Ina-Ich en studio - Interview
Un second album prévu pour la rentrée
Kim-Thuy Nguyen, alias Ina-Ich, a sorti en 2007 un 1er album éponyme remarquable et remarqué. La jeune artiste franco-vietnamienne, "libre comme l’eau", vient de terminer ses derniers titres figurant sur un second album prévu pour la rentrée, dans lequel le CP1 Yamaha devrait faire une apparition remarquée. Rencontre.

Que signifie ton nom de scène ?
Ina-Ich : Ina-Ich est un dérivé de l’onomatopée INH-ICH qui évoque un "bruit persistant, dérangeant". Au départ, je cherchais un nom percutant, avec une consonance vietnamienne, pour illustrer ma musique. J’ai ouvert mon dictionnaire et suis tombée sur ce mot : son caractère visuel m’a d’abord séduite, puis lorsque j’ai découvert son sens, je me suis dit qu’il n’y avait pas de hasard dans la vie ! A la demande de mon label, j’ai remplacé le H de INH par un A pour féminiser le nom, et le tour était joué !
Ta double culture influence t-elle directe- ment ta musique ?
Ina-Ich : J’ai une histoire d’expatriée inscrite au plus profond de moi. Et souvent rejaillit la souffrance du déracinement et la quête d’une identité perdue. Tout cela est très violent : j’ai une rage en moi que j’ai toujours eue. Très jeune déjà, j’avais cette boule de feu dans ma poitrine qui me poussait à des accès de colère, de violence, ou de profonde tristesse. La musique et l’écriture sont mes seuls moyens pour évacuer tout cela, c’est pourquoi on y trouve beaucoup de rage, de tristesse... mais aussi beaucoup d’espoir malgré tout !
Quels sont les artistes qui t’ont aidés à extérioriser cette rage ?
Ina-Ich : Il y en a tellement qu’il m’est difficile de tous les citer. Mais j’ai eu plusieurs déclics musicaux dans ma vie, en écoutant Chopin, les Beatles, Brel, Ferré, Nirvana, Rage Against The Machine, Jeff Buckley, Bach, Marilyn Manson, Nine Inch Nails...
Comment composes-tu ?
Ina-Ich : Dans tous les sens ! A partir d’un texte, d’un mot, d’une sensation, d’une humeur, d’un riff de piano ou de guitare... les idées peuvent jaillir de partout ! La chanson vient comme elle vient et je brode autour avec ce que j’ai sous la main à ce moment-là... Mais le fil conducteur dans tout ce joyeux bordel, c’est la sincérité avec laquelle j’écris mes textes. Pour les chanter, il faut que j’assume ce que je dis : je n’ai d’autre choix que d’écrire des choses que je ressens et auxquelles je crois complètement.

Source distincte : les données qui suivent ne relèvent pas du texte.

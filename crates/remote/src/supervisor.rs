// SPDX-License-Identifier: MIT
// Copyright (c) 2026 Workyard Authors

//! Periodic poll cycle reconciling RUNNING remote records against the
//! executor's reported status (§4.4).

use std::sync::Arc;
use std::time::Duration;

use tokio::task::JoinHandle;
use tokio_util::sync::CancellationToken;
use tracing::{debug, warn};
use wy_core::{additional_data_keys, Clock, LogLine, ResultCode};
use wy_engine::{RemoteStatus, Scheduler};
use wy_store::{StateFilter, Store};

/// Drives [`Supervisor::poll_once`] from a dedicated `tokio::task`, ticking
/// at `tick_interval_ms` — the minimum across every registered remote job's
/// own `pollingIntervalMs` is the natural choice, since each job's
/// `lastModifiedAt` staleness check (below) enforces its own cadence
/// regardless of how often the outer loop wakes up.
pub struct Supervisor<S: Store, C: Clock> {
    scheduler: Arc<Scheduler<S, C>>,
    tick_interval_ms: u64,
}

impl<S: Store, C: Clock> Supervisor<S, C> {
    pub fn new(scheduler: Arc<Scheduler<S, C>>, tick_interval_ms: u64) -> Self {
        Self { scheduler, tick_interval_ms: tick_interval_ms.max(1) }
    }

    /// One poll cycle (§4.4 `pollRemoteJobs`). A no-op when global execution
    /// is disabled.
    pub async fn poll_once(&self) -> wy_engine::SchedulerResult<()> {
        if !self.scheduler.execution_enabled() {
            return Ok(());
        }

        for runnable in self.scheduler.registry().remote_runnables() {
            let name = runnable.name().to_string();
            let Some(record) =
                self.scheduler.store().find_by_name_and_state(&name, StateFilter::Running).await?
            else {
                continue;
            };

            let now = self.scheduler.clock().epoch_ms();
            let elapsed = now.saturating_sub(record.last_modified_at_ms);
            if elapsed < runnable.polling_interval_ms() {
                continue;
            }

            let Some(job_uri) =
                record.additional_data.get(additional_data_keys::REMOTE_JOB_URI).cloned()
            else {
                // `execute` hasn't stored a URI yet (still in flight, or the
                // start request itself failed before posting); nothing to
                // poll this cycle.
                continue;
            };

            // Null or transient errors are ignored until the next cycle
            // (§4.4): the record stays RUNNING and the housekeeper will
            // eventually time it out.
            let Some(status) = runnable.get_remote_status(&job_uri).await else {
                continue;
            };

            match status {
                RemoteStatus::Running { log_lines, message } => {
                    let lines: Vec<LogLine> =
                        log_lines.into_iter().map(|text| LogLine::new(now, text)).collect();
                    self.scheduler.store().set_log_lines(&name, lines, now).await?;
                    self.scheduler.store().set_status_message(&name, message, now).await?;
                }
                RemoteStatus::Finished { ok, exit_code, message } => {
                    if ok {
                        debug!(job = %name, "remote job finished successfully");
                        self.scheduler
                            .store()
                            .mark_running_as_finished_successfully(&name, now)
                            .await?;
                    } else {
                        if let Some(exit_code) = exit_code {
                            self.scheduler
                                .store()
                                .add_additional_data(
                                    &name,
                                    additional_data_keys::EXIT_CODE.to_string(),
                                    exit_code.to_string(),
                                    now,
                                )
                                .await?;
                        }
                        warn!(job = %name, ?exit_code, "remote job finished with failure");
                        self.scheduler
                            .store()
                            .mark_running_as_finished(&name, ResultCode::Failed, message, now)
                            .await?;
                    }
                }
            }
        }
        Ok(())
    }

    /// Spawns the periodic poll loop. Returns a handle plus a token the
    /// caller can cancel to stop the loop cooperatively between ticks.
    pub fn spawn(self: Arc<Self>) -> (JoinHandle<()>, CancellationToken) {
        let cancel = CancellationToken::new();
        let stop = cancel.clone();
        let interval_ms = self.tick_interval_ms;
        let join = tokio::spawn(async move {
            let mut ticker = tokio::time::interval(Duration::from_millis(interval_ms));
            loop {
                tokio::select! {
                    _ = stop.cancelled() => break,
                    _ = ticker.tick() => {
                        if let Err(err) = self.poll_once().await {
                            warn!(error = %err, "remote supervisor poll cycle failed");
                        }
                    }
                }
            }
        });
        (join, cancel)
    }
}

#[cfg(test)]
#[path = "supervisor_tests.rs"]
mod tests;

Tu as commencé ta carrière en tant qu’accordeuse de piano. Est-ce à ce moment que tu as découvert Yamaha ?
Ina-Ich : Comme tous les étudiants, je connais Yamaha depuis le conservatoire. Motarde dans l’âme, j’ai aussi suivi à une époque tout ce qui se faisait chez Yamaha en matière de motos. Mais notre rapprochement s’est effectivement fait lors d’un stage de perfectionnement sur le réglage des pianos à queue chez Yamaha. A l’époque je travaillais au Centre Chopin comme technicienne accordeuse, et je composais après le boulot. Parfois même certaines idées jaillissaient pendant un accord chez un client ou au magasin !
Tu viens de passer au CP1 après de nombreuses années à jouer du CP33...
Ina-Ich : Aahhh, j’étais déjà ravie du CP33, mais là on entre dans une autre dimension ! D’entrée de jeu, le clavier bois est une révolution pour moi. Malgré mon métier premier d’accordeuse, je n’ai pas tant que ça l’occasion de travailler sur un vrai piano acoustique. Et là, le CP1 me permet de retrouver cette sensa- tion, avec une qualité de son incroyable. En plus, le fait de pouvoir moduler les grains des différents sons à travers divers paramètres (choix des marteaux, pré amp...), donne des possibilités infinies dans les couleurs de son !
A ce point?
Ina-Ich : Oui ! J’avais commencé à travailler sur mon 2e album avec le CP33 mais là je vais reprendre les titres avec le CP1 ! Les sons de piano m’ont définitivement convaincue et il y a tellement de matière sonore à exploiter que les idées foisonnent !!! C’est un vrai régal de travailler les nouveaux titres avec cet instrument!